Gather, from the listing beneath this task, every line holding the string "heat".

Top of Input data

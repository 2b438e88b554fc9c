//! Backend-neutral filters and sort orders.
//!
//! The same [`Filter`] renders to a MongoDB query document and evaluates
//! directly against serialized entities for the in-memory repository.

use std::cmp::Ordering;

use bson::{Bson, Document};
use serde::Serialize;
use serde_json::Value;

use crate::error::AppError;

#[derive(Debug, Clone, PartialEq)]
pub enum Condition {
    /// Field equals the value. On array fields, any element may match.
    Eq { field: String, value: Value },
    /// Case-insensitive substring match on a string field.
    Contains { field: String, needle: String },
}

/// Conjunction of conditions, plus an optional disjunction group.
#[derive(Debug, Clone, Default, PartialEq)]
pub struct Filter {
    all: Vec<Condition>,
    any: Vec<Condition>,
}

impl Filter {
    pub fn new() -> Self {
        Self::default()
    }

    pub fn eq(mut self, field: &str, value: impl Serialize) -> Self {
        let value = serde_json::to_value(value).unwrap_or(Value::Null);
        self.all.push(Condition::Eq {
            field: field.to_string(),
            value,
        });
        self
    }

    /// Add an equality condition only when `value` is present.
    pub fn eq_opt<V: Serialize>(self, field: &str, value: Option<V>) -> Self {
        match value {
            Some(value) => self.eq(field, value),
            None => self,
        }
    }

    pub fn contains(mut self, field: &str, needle: &str) -> Self {
        self.all.push(Condition::Contains {
            field: field.to_string(),
            needle: needle.to_string(),
        });
        self
    }

    /// Match when any of `fields` contains `needle`.
    pub fn any_contains(mut self, fields: &[&str], needle: &str) -> Self {
        self.any.extend(fields.iter().map(|field| Condition::Contains {
            field: field.to_string(),
            needle: needle.to_string(),
        }));
        self
    }

    pub fn is_empty(&self) -> bool {
        self.all.is_empty() && self.any.is_empty()
    }

    pub fn to_document(&self) -> Result<Document, AppError> {
        let mut document = Document::new();
        for condition in &self.all {
            let (field, value) = condition_to_bson(condition)?;
            document.insert(field, value);
        }
        if !self.any.is_empty() {
            let branches = self
                .any
                .iter()
                .map(|condition| {
                    let (field, value) = condition_to_bson(condition)?;
                    let mut branch = Document::new();
                    branch.insert(field, value);
                    Ok(Bson::Document(branch))
                })
                .collect::<Result<Vec<_>, AppError>>()?;
            document.insert("$or", branches);
        }
        Ok(document)
    }

    /// Evaluate the filter against a serialized entity.
    pub fn matches(&self, entity: &Value) -> bool {
        let all = self.all.iter().all(|c| condition_matches(c, entity));
        let any = self.any.is_empty() || self.any.iter().any(|c| condition_matches(c, entity));
        all && any
    }
}

fn condition_to_bson(condition: &Condition) -> Result<(String, Bson), AppError> {
    match condition {
        Condition::Eq { field, value } => {
            let value = bson::to_bson(value).map_err(|e| AppError::Database(e.to_string()))?;
            Ok((field.clone(), value))
        }
        Condition::Contains { field, needle } => {
            let mut pattern = Document::new();
            pattern.insert("$regex", regex::escape(needle));
            pattern.insert("$options", "i");
            Ok((field.clone(), Bson::Document(pattern)))
        }
    }
}

/// Resolve a dotted path like `relatedTo.type`.
fn lookup<'a>(entity: &'a Value, path: &str) -> &'a Value {
    path.split('.')
        .try_fold(entity, |current, segment| current.get(segment))
        .unwrap_or(&Value::Null)
}

fn condition_matches(condition: &Condition, entity: &Value) -> bool {
    match condition {
        Condition::Eq { field, value } => match lookup(entity, field) {
            Value::Array(items) if !value.is_array() => items.contains(value),
            found => found == value,
        },
        Condition::Contains { field, needle } => {
            let needle = needle.to_lowercase();
            let contains = |v: &Value| {
                v.as_str()
                    .is_some_and(|s| s.to_lowercase().contains(&needle))
            };
            match lookup(entity, field) {
                Value::Array(items) => items.iter().any(contains),
                found => contains(found),
            }
        }
    }
}

#[derive(Debug, Clone, Copy, PartialEq, Eq)]
pub enum Direction {
    Asc,
    Desc,
}

/// Ordered list of sort keys.
#[derive(Debug, Clone, Default, PartialEq)]
pub struct Sort {
    keys: Vec<(String, Direction)>,
}

impl Sort {
    pub fn asc(field: &str) -> Self {
        Self::default().then_asc(field)
    }

    pub fn desc(field: &str) -> Self {
        Self::default().then_desc(field)
    }

    pub fn then_asc(mut self, field: &str) -> Self {
        self.keys.push((field.to_string(), Direction::Asc));
        self
    }

    pub fn then_desc(mut self, field: &str) -> Self {
        self.keys.push((field.to_string(), Direction::Desc));
        self
    }

    pub fn to_document(&self) -> Document {
        let mut document = Document::new();
        for (field, direction) in &self.keys {
            let order = match direction {
                Direction::Asc => 1,
                Direction::Desc => -1,
            };
            document.insert(field.clone(), order);
        }
        document
    }

    pub fn compare(&self, a: &Value, b: &Value) -> Ordering {
        for (field, direction) in &self.keys {
            let ordering = compare_values(lookup(a, field), lookup(b, field));
            let ordering = match direction {
                Direction::Asc => ordering,
                Direction::Desc => ordering.reverse(),
            };
            if ordering != Ordering::Equal {
                return ordering;
            }
        }
        Ordering::Equal
    }
}

/// Type rank follows MongoDB's comparison order for the types in use.
fn type_rank(value: &Value) -> u8 {
    match value {
        Value::Null => 0,
        Value::Number(_) => 1,
        Value::String(_) => 2,
        Value::Object(_) => 3,
        Value::Array(_) => 4,
        Value::Bool(_) => 5,
    }
}

fn compare_values(a: &Value, b: &Value) -> Ordering {
    match (a, b) {
        (Value::Number(x), Value::Number(y)) => {
            let x = x.as_f64().unwrap_or_default();
            let y = y.as_f64().unwrap_or_default();
            x.partial_cmp(&y).unwrap_or(Ordering::Equal)
        }
        (Value::String(x), Value::String(y)) => x.cmp(y),
        (Value::Bool(x), Value::Bool(y)) => x.cmp(y),
        _ => type_rank(a).cmp(&type_rank(b)),
    }
}

#[cfg(test)]
mod tests {
    use super::*;
    use bson::doc;
    use serde_json::json;

    #[test]
    fn test_filter_to_document() {
        let filter = Filter::new().eq("status", "published").eq("featured", true);
        let document = filter.to_document().unwrap();
        assert_eq!(document, doc! { "status": "published", "featured": true });
    }

    #[test]
    fn test_contains_escapes_regex() {
        let filter = Filter::new().contains("mimetype", "image/svg+xml");
        let document = filter.to_document().unwrap();
        let condition = document.get_document("mimetype").unwrap();
        assert_eq!(condition.get_str("$regex").unwrap(), r"image/svg\+xml");
        assert_eq!(condition.get_str("$options").unwrap(), "i");
    }

    #[test]
    fn test_any_contains_renders_or() {
        let filter = Filter::new().any_contains(&["title", "excerpt"], "عزل");
        let document = filter.to_document().unwrap();
        assert_eq!(document.get_array("$or").unwrap().len(), 2);
    }

    #[test]
    fn test_matches_nested_and_arrays() {
        let entity = json!({
            "mimetype": "image/WEBP",
            "tags": ["roof", "heat"],
            "relatedTo": { "type": "blog", "id": "b1" }
        });

        assert!(Filter::new().contains("mimetype", "webp").matches(&entity));
        assert!(Filter::new().eq("relatedTo.type", "blog").matches(&entity));
        assert!(Filter::new().eq("tags", "heat").matches(&entity));
        assert!(!Filter::new().eq("relatedTo.id", "b2").matches(&entity));
        assert!(!Filter::new().eq("missing", "x").matches(&entity));
        assert!(Filter::new().matches(&entity));
    }

    #[test]
    fn test_any_group_requires_one_match() {
        let entity = json!({ "title": "Roof", "excerpt": "Waterproofing" });
        let filter = Filter::new().any_contains(&["title", "excerpt"], "water");
        assert!(filter.matches(&entity));
        let filter = Filter::new().any_contains(&["title", "excerpt"], "solar");
        assert!(!filter.matches(&entity));
    }

    #[test]
    fn test_sort_compare_multiple_keys() {
        let sort = Sort::asc("order").then_desc("createdAt");
        let a = json!({ "order": 1, "createdAt": "2024-01-02T00:00:00Z" });
        let b = json!({ "order": 1, "createdAt": "2024-01-01T00:00:00Z" });
        let c = json!({ "order": 0, "createdAt": "2023-01-01T00:00:00Z" });

        let mut items = vec![b.clone(), a.clone(), c.clone()];
        items.sort_by(|x, y| sort.compare(x, y));
        assert_eq!(items, vec![c, a, b]);
        assert_eq!(sort.to_document(), doc! { "order": 1, "createdAt": -1 });
    }

    #[test]
    fn test_null_sorts_first() {
        let sort = Sort::asc("publishedAt");
        let unset = json!({ "publishedAt": null });
        let set = json!({ "publishedAt": "2024-01-01T00:00:00Z" });
        assert_eq!(sort.compare(&unset, &set), Ordering::Less);
    }
}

Bottom of Input data

• Task solution
            "tags": ["roof", "heat"],
        assert!(Filter::new().eq("tags", "heat").matches(&entity));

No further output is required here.